Lesson

Adopt a long term perspective identifying a business reason or an operational need for ITS based solutions and embrace performance measures.

Nationwide state and local agency imperatives for ITS deployment


December 2009
Washington,District of Columbia,United States


Background (Show)

Lesson Learned

ITS America conducted interviews with state transportation officials and industry experts to gain insights into the future of state ITS deployment. From an operational perspective, state ITS officials are at a crossroads. In view of the U.S. DOT’s Real-Time System Management Information Program, the travel management envisions widening peoples' access to traffic and travel condition information, delivered by combinations of public and private information providers, to manage ever-increasing congestion.

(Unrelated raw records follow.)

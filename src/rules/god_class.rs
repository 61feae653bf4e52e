//! God class rule (S2095)
//!
//! A "god class" is a class that:
//! - Has many methods (WMC is the raw method count here)
//! - Has many lines of code
//! - Either holds a lot of state or reaches into other objects' data
//!
//! `WMC > 15 AND LOC > 100 AND (FIELDS > 12 OR ATFD > 4)`

use crate::models::{MetricRecord, Severity, SmellLabel};
use crate::rules::base::{Rule, RuleConfig};

/// Thresholds for god class detection (all comparisons are strict)
#[derive(Debug, Clone, PartialEq)]
pub struct GodClassThresholds {
    /// WMC above which a class is suspicious
    pub max_wmc: usize,
    /// LOC above which a class is suspicious
    pub max_loc: usize,
    /// Field count above which a large class holds too much state
    pub max_fields: usize,
    /// ATFD above which a large class uses too much foreign data
    pub max_atfd: usize,
}

impl Default for GodClassThresholds {
    fn default() -> Self {
        Self {
            max_wmc: 15,
            max_loc: 100,
            max_fields: 12,
            max_atfd: 4,
        }
    }
}

/// Detects classes with too many responsibilities
pub struct GodClassRule {
    thresholds: GodClassThresholds,
    severity: Severity,
}

impl GodClassRule {
    /// Create a new rule with default thresholds
    pub fn new() -> Self {
        Self::with_thresholds(GodClassThresholds::default())
    }

    /// Create with custom thresholds
    pub fn with_thresholds(thresholds: GodClassThresholds) -> Self {
        Self {
            thresholds,
            severity: Severity::Major,
        }
    }

    /// Create with custom config
    pub fn with_config(config: &RuleConfig) -> Self {
        let defaults = GodClassThresholds::default();
        let thresholds = GodClassThresholds {
            max_wmc: config.get_option_or("max_wmc", defaults.max_wmc),
            max_loc: config.get_option_or("max_loc", defaults.max_loc),
            max_fields: config.get_option_or("max_fields", defaults.max_fields),
            max_atfd: config.get_option_or("max_atfd", defaults.max_atfd),
        };
        Self {
            thresholds,
            severity: config.severity.unwrap_or(Severity::Major),
        }
    }

    fn is_god_class(&self, record: &MetricRecord) -> bool {
        let t = &self.thresholds;
        record.wmc > t.max_wmc
            && record.loc > t.max_loc
            && (record.fields > t.max_fields || record.atfd > t.max_atfd)
    }
}

impl Default for GodClassRule {
    fn default() -> Self {
        Self::new()
    }
}

impl Rule for GodClassRule {
    fn id(&self) -> &'static str {
        "S2095"
    }

    fn name(&self) -> &'static str {
        "god-class"
    }

    fn label(&self) -> SmellLabel {
        SmellLabel::GodClass
    }

    fn description(&self) -> &'static str {
        "Detects large, method-heavy classes that hold much state or foreign data"
    }

    fn severity(&self) -> Severity {
        self.severity
    }

    fn evaluate(&self, record: &MetricRecord) -> Option<String> {
        if !self.is_god_class(record) {
            return None;
        }
        Some(format!(
            "GodClass: class '{}' has WMC={}, LOC={}, FIELDS={}",
            record.class_name, record.wmc, record.loc, record.fields
        ))
    }
}
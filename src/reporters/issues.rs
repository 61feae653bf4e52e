//! Conversion of findings into issue records

use crate::models::{Issue, IssueReport};
use crate::traversal::ScannedUnit;

const ISSUE_TYPE: &str = "CODE_SMELL";

/// Build the issues for one project's units, in unit then rule order.
///
/// `component` is `<project>:<relative path>`, `rule` is
/// `<repository>:<rule id>` and `key` is `<component>:<rule>`.
pub fn build_issues<'a>(
    project: &str,
    units: impl IntoIterator<Item = &'a ScannedUnit>,
    repository: &str,
) -> Vec<Issue> {
    units
        .into_iter()
        .flat_map(|unit| unit_issues(project, unit, repository))
        .collect()
}

/// Build the issues for units drawn from several projects, keeping the
/// given unit order. Each unit's component uses the project on its record.
pub fn corpus_issues<'a>(
    units: impl IntoIterator<Item = &'a ScannedUnit>,
    repository: &str,
) -> Vec<Issue> {
    units
        .into_iter()
        .flat_map(|unit| {
            let project = unit.record.project.as_deref().unwrap_or_default();
            unit_issues(project, unit, repository)
        })
        .collect()
}

fn unit_issues(project: &str, unit: &ScannedUnit, repository: &str) -> Vec<Issue> {
    let component = format!("{}:{}", project, unit.relative_path);
    unit.findings
        .iter()
        .map(|finding| {
            let rule = format!("{}:{}", repository, finding.rule_id);
            Issue {
                key: format!("{}:{}", component, rule),
                rule,
                issue_type: ISSUE_TYPE.to_string(),
                severity: finding.severity,
                text: finding.message.clone(),
                smell_label: finding.smell_label,
                component: component.clone(),
                class_name: finding.class_name.clone(),
                file_path: finding.file_path.clone(),
            }
        })
        .collect()
}

/// Issue report for one project
pub fn project_report<'a>(
    project: &str,
    units: impl IntoIterator<Item = &'a ScannedUnit>,
    repository: &str,
) -> IssueReport {
    IssueReport::new(build_issues(project, units, repository))
}
//! CLI command definitions and handlers

mod init;
mod inspect;
mod scan;

use anyhow::{Context, Result};
use cksmell::config::{load_config_file, load_scan_config, ScanConfig};
use cksmell::models::Severity;
use clap::{Parser, Subcommand};
use std::path::{Path, PathBuf};
use tracing::debug;

/// Parse and validate workers count (1-64)
fn parse_workers(s: &str) -> Result<usize, String> {
    let n: usize = s
        .parse()
        .map_err(|_| format!("'{}' is not a valid number", s))?;
    if n == 0 {
        Err("workers must be at least 1".to_string())
    } else if n > 64 {
        Err("workers cannot exceed 64".to_string())
    } else {
        Ok(n)
    }
}

/// cksmell - class metrics and smell labels for Java corpora
#[derive(Parser, Debug)]
#[command(name = "cksmell")]
#[command(
    version,
    about = "Extract class-level structural metrics from Java sources and label code smells",
    long_about = "cksmell scans a directory of Java projects, extracts CK-style class metrics \
(LOC, WMC, CBO, LCOM, ATFD, ...) with a fast text scanner, and labels five code smells \
(GodClass, LongMethod, DataClass, DeadCode, FeatureEnvy) with threshold rules.\n\n\
Run without a subcommand to scan the given directory into ./out:\n  \
cksmell projects/",
    after_help = "\
Examples:
  cksmell projects/                       Scan every project under projects/
  cksmell projects/ scan -o dataset       Write output to ./dataset
  cksmell my-app scan --single-project    Treat my-app as one project
  cksmell projects/ scan --fail-on major  Exit 1 if any MAJOR smell is found
  cksmell src/Foo.java inspect --json     Metrics and smells for one file
  cksmell projects/ init                  Write a commented cksmell.toml"
)]
pub struct Cli {
    /// Projects root, or a single file for `inspect` (default: current directory)
    #[arg(global = true, default_value = ".")]
    pub path: PathBuf,

    /// Log level (error, warn, info, debug, trace); RUST_LOG takes precedence
    #[arg(long, global = true, default_value = "warn", value_parser = ["error", "warn", "info", "debug", "trace"])]
    pub log_level: String,

    /// Number of parallel workers (1-64, default: available parallelism)
    #[arg(long, global = true, value_parser = parse_workers)]
    pub workers: Option<usize>,

    /// Configuration file (default: cksmell.toml or .cksmellrc.json in the root)
    #[arg(long, global = true, env = "CKSMELL_CONFIG")]
    pub config: Option<PathBuf>,

    #[command(subcommand)]
    pub command: Option<Commands>,
}

#[derive(Subcommand, Debug)]
pub enum Commands {
    /// Scan projects and write metrics and issue reports (default command)
    Scan {
        /// Output directory
        #[arg(long, short = 'o', default_value = "out")]
        output: PathBuf,

        /// Treat the root directory itself as a single project
        #[arg(long)]
        single_project: bool,

        /// Omit raw_source from the combined JSON metrics
        #[arg(long)]
        no_raw_source: bool,

        /// Exit with code 1 if findings at or above this severity exist
        #[arg(long, value_parser = ["minor", "major"])]
        fail_on: Option<String>,
    },

    /// Extract and classify a single file
    Inspect {
        /// Print JSON instead of text
        #[arg(long)]
        json: bool,
    },

    /// Write a cksmell.toml with the default thresholds
    Init {
        /// Overwrite an existing cksmell.toml
        #[arg(long)]
        force: bool,
    },
}

/// Run the parsed command. Returns the process exit code.
pub fn run(cli: Cli) -> Result<i32> {
    match cli.command {
        Some(Commands::Init { force }) => init::run(&cli.path, force).map(|_| 0),

        Some(Commands::Inspect { json }) => {
            let config_root = cli.path.parent().unwrap_or(Path::new("."));
            let config = resolve_config(config_root, cli.config.as_deref())?;
            inspect::run(&cli.path, &config, json).map(|_| 0)
        }

        Some(Commands::Scan {
            output,
            single_project,
            no_raw_source,
            fail_on,
        }) => {
            let fail_on = fail_on
                .as_deref()
                .map(str::parse::<Severity>)
                .transpose()?;
            let mut config = resolve_config(&cli.path, cli.config.as_deref())?;
            if no_raw_source {
                config.output.raw_source = false;
            }
            let options = scan::ScanArgs {
                output,
                single_project,
                workers: cli.workers,
                fail_on,
            };
            scan::run(&cli.path, &config, &options)
        }

        None => {
            let config = resolve_config(&cli.path, cli.config.as_deref())?;
            let options = scan::ScanArgs {
                output: PathBuf::from("out"),
                single_project: false,
                workers: cli.workers,
                fail_on: None,
            };
            scan::run(&cli.path, &config, &options)
        }
    }
}

/// Explicit `--config` must load; discovered files fall back to defaults
fn resolve_config(root: &Path, explicit: Option<&Path>) -> Result<ScanConfig> {
    match explicit {
        Some(path) => {
            debug!("Loading config from {}", path.display());
            load_config_file(path)
                .with_context(|| format!("Failed to load config file {}", path.display()))
        }
        None => Ok(load_scan_config(root)),
    }
}
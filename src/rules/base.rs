//! Base rule trait and configuration
//!
//! This module defines the core abstractions for smell classification:
//! - `Rule` trait that all five smell rules implement
//! - `RuleConfig` for per-rule threshold and severity overrides

use crate::models::{MetricRecord, Severity, SmellLabel};
use std::collections::HashMap;

/// Configuration options for a rule
#[derive(Debug, Clone, Default)]
pub struct RuleConfig {
    /// Severity to report instead of the rule's default
    pub severity: Option<Severity>,
    /// Rule-specific thresholds
    pub options: HashMap<String, serde_json::Value>,
}

impl RuleConfig {
    /// Create a new config with default values
    pub fn new() -> Self {
        Self::default()
    }

    /// Override the reported severity
    pub fn with_severity(mut self, severity: Severity) -> Self {
        self.severity = Some(severity);
        self
    }

    /// Set a threshold option
    pub fn with_option(mut self, key: impl Into<String>, value: serde_json::Value) -> Self {
        self.options.insert(key.into(), value);
        self
    }

    /// Get a typed option value
    pub fn get_option<T: serde::de::DeserializeOwned>(&self, key: &str) -> Option<T> {
        self.options
            .get(key)
            .and_then(|v| serde_json::from_value(v.clone()).ok())
    }

    /// Get an option with a default value
    pub fn get_option_or<T: serde::de::DeserializeOwned>(&self, key: &str, default: T) -> T {
        self.get_option(key).unwrap_or(default)
    }
}

/// Trait for all smell rules
///
/// A rule is a pure threshold predicate over one `MetricRecord`. It never
/// looks at source text and never fails.
///
/// # Example Implementation
///
/// ```ignore
/// pub struct TinyClassRule;
///
/// impl Rule for TinyClassRule {
///     fn id(&self) -> &'static str { "X0001" }
///     fn name(&self) -> &'static str { "tiny-class" }
///     fn label(&self) -> SmellLabel { SmellLabel::DataClass }
///     fn description(&self) -> &'static str { "Classes with almost no code" }
///     fn severity(&self) -> Severity { Severity::Minor }
///
///     fn evaluate(&self, record: &MetricRecord) -> Option<String> {
///         (record.loc < 3).then(|| format!("TinyClass: '{}'", record.class_name))
///     }
/// }
/// ```
pub trait Rule: Send + Sync {
    /// Stable rule identifier (e.g., "S2095")
    fn id(&self) -> &'static str;

    /// Config key for this rule (e.g., "god-class")
    fn name(&self) -> &'static str;

    /// Smell reported when the rule fires
    fn label(&self) -> SmellLabel;

    /// Human-readable description of the predicate
    fn description(&self) -> &'static str;

    /// Severity of findings from this rule
    fn severity(&self) -> Severity;

    /// Evaluate the predicate.
    ///
    /// Returns the finding message, including the metric values that
    /// triggered it, or `None` when the record is clean for this rule.
    fn evaluate(&self, record: &MetricRecord) -> Option<String>;
}
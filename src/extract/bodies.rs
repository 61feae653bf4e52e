//! Method-body delimiting by balanced-brace matching
//!
//! One pass over the unit pairs every `{` with its closing `}` using a stack
//! of open braces. A method body is the span from the brace that ends its
//! header through that brace's partner, so nested braces are handled and the
//! cost stays linear however many headers share the same open braces.
//! Braces inside string or char literals are matched like any other brace.
//!
//! A brace that is still open at end of input has no partner. Its body is
//! reported as unterminated, with no text and zero code lines.

use super::lines::LineIndex;
use super::patterns;
use std::ops::Range;

/// Partner of every opening brace in a unit
#[derive(Debug, Default)]
pub struct BraceTable {
    /// `(offset of '{', offset of its '}')`, sorted by the opening offset
    pairs: Vec<(usize, Option<usize>)>,
}

impl BraceTable {
    pub fn new(source: &str) -> Self {
        let bytes = source.as_bytes();
        let mut pairs = Vec::new();
        let mut open_stack: Vec<usize> = Vec::new();

        for pos in memchr::memchr2_iter(b'{', b'}', bytes) {
            if bytes[pos] == b'{' {
                open_stack.push(pairs.len());
                pairs.push((pos, None));
            } else if let Some(idx) = open_stack.pop() {
                pairs[idx].1 = Some(pos);
            }
            // A '}' with nothing open closes nothing
        }

        Self { pairs }
    }

    /// Offset of the `}` matching the `{` at `open`
    pub fn partner(&self, open: usize) -> Option<usize> {
        self.pairs
            .binary_search_by_key(&open, |&(start, _)| start)
            .ok()
            .and_then(|idx| self.pairs[idx].1)
    }

    /// Span from the `{` at `open` through its partner (both inclusive)
    pub fn delimit(&self, open: usize) -> Option<Range<usize>> {
        self.partner(open).map(|close| open..close + 1)
    }
}

/// Locate the body that opens at byte offset `open`.
///
/// Returns the byte range from the opening brace through its matching
/// closing brace (inclusive of both), or `None` if `open` is not a `{` or
/// the braces never balance before end of input. Builds a [`BraceTable`]
/// for the whole unit; use the table directly for repeated lookups.
pub fn delimit_body(source: &str, open: usize) -> Option<Range<usize>> {
    BraceTable::new(source).delimit(open)
}

/// A method body found in a compilation unit
#[derive(Debug, Clone, PartialEq, Eq)]
pub struct MethodBody<'a> {
    /// Byte offset of the opening brace
    pub open: usize,
    /// Span of the balanced body, `None` when unterminated
    pub span: Option<Range<usize>>,
    code_lines: usize,
    source: &'a str,
}

impl<'a> MethodBody<'a> {
    /// Body text including both braces (empty when unterminated)
    pub fn text(&self) -> &'a str {
        match &self.span {
            Some(span) => &self.source[span.clone()],
            None => "",
        }
    }

    #[cfg(test)]
    fn is_terminated(&self) -> bool {
        self.span.is_some()
    }

    /// Code lines in the body, same filter as the class LOC
    pub fn code_lines(&self) -> usize {
        self.code_lines
    }
}

/// All method bodies in `source`, in header order
pub fn method_bodies(source: &str) -> Vec<MethodBody<'_>> {
    let braces = BraceTable::new(source);
    let lines = LineIndex::new(source);

    patterns::method_body_header()
        .find_iter(source)
        .map(|m| {
            // The header pattern always ends on the opening brace
            let open = m.end() - 1;
            let span = braces.delimit(open);
            let code_lines = span
                .as_ref()
                .map(|span| lines.span_code_lines(span.start, span.end - 1))
                .unwrap_or(0);
            MethodBody {
                open,
                span,
                code_lines,
                source,
            }
        })
        .collect()
}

The federal rulemaking for the traveler information systems provides perhaps the clearest definition of where state ITS is and where it needs to go: currently ITS is mostly an urban initiative, with 40 percent penetration and an almost singular focus on traffic. According to the April 2009 Section 1201 rulemaking, ITS needs to incorporate information on all trips imaginable on all roads and via all modes of travel. The gap between where the country is and where the federal government is requiring the industry to go will require a new approach. Governmental travel management will therefore have to undergo a fundamental shift and make the following commitments:
  • Establish a more strategic approach, identifying a business reason or need for ITS applications. In the 1980s and 1990s, it was typically sufficient to research and test ITS applications because the experimental technology application was possible and scientifically interesting. Today’s climate and the maturity of ITS now demand that solutions match clearly defined needs.
  • Embrace performance measurement and agreed upon metrics as the necessary barometers of success. Once a solution is applied to a defined problem, states need to be able to furnish data to support assertions that performance has been improved and that future investment is warranted. Based on this shift, we expect states will begin to focus on verifying and validating ITS data.
  • Refocus on operations and maintenance. Move from experimental research to focused applied research and practical deployments. Technology is no longer the barrier. Today’s barrier is managing the practical implementation in a cost effective, data-driven manner that fosters ITS accountability.
  • Ensure the sufficient supply of professional traffic managers who understand operations and technology. If ITS is to be as broadly deployed as envisioned, the current supply of ITS traffic management professionals who focus on managing the nation’s roadways is likely insufficient. In previous decades, the solutions to traffic issues involved primarily the design and construction of roadways. That focus is now shifting to operating and maintaining the roads and applying technology to improve performance. The competition for individuals who can make this shift is fierce, and the educational programs that nurture them are scarce. With a goal of 100 percent ITS penetration, the nation will need to find ways to encourage entry into the profession, to mentor and train traffic management professionals, and to give them the practical experience that will enable them to make smart ITS decisions and investments. This is not an overnight process, but rather one that has historically taken 15-25 years. If ITS is to penetrate the market as envisioned, speeding up this process and enriching the pool of technologically-savvy, practical travel managers will be critical.
  • Commit to long-term funding. Longer-term and more sophisticated planning techniques will help ensure having sufficient funds for ITS projects. Early ITS deployments are now requiring serious maintenance/replacement costs. Wider scale ITS deployments also require better budget forecasting as states are forced to make difficult decisions about what deployments must be terminated or scaled back, and trade-offs are made between programs.
  • Adapt to orders of magnitude differences in deployments. Initial forays into ITS were often small, localized experiments. State transportation managers of the future will be responsible for planning, budgeting, and staffing state-wide deployments. Increased attention on management tools and planning will facilitate these larger-scale state efforts.
Many ITS technologies have matured. A state agency’s decision to deploy mature ITS technologies must satisfy some clearly defined needs, and the outcome of ITS in meeting those needs must be measured with acceptable metrics. The agencies must have a long term commitment to funding ITS deployment and operations. The state agencies must plan for expanding ITS beyond the urban travel networks to state-wide travel networks. The lessons learned above shed insights on the governmental responses needed to enable widespread deployment of ITS and make real-time travel information available to travelers of all modes throughout the state, and improve mobility in the transportation network.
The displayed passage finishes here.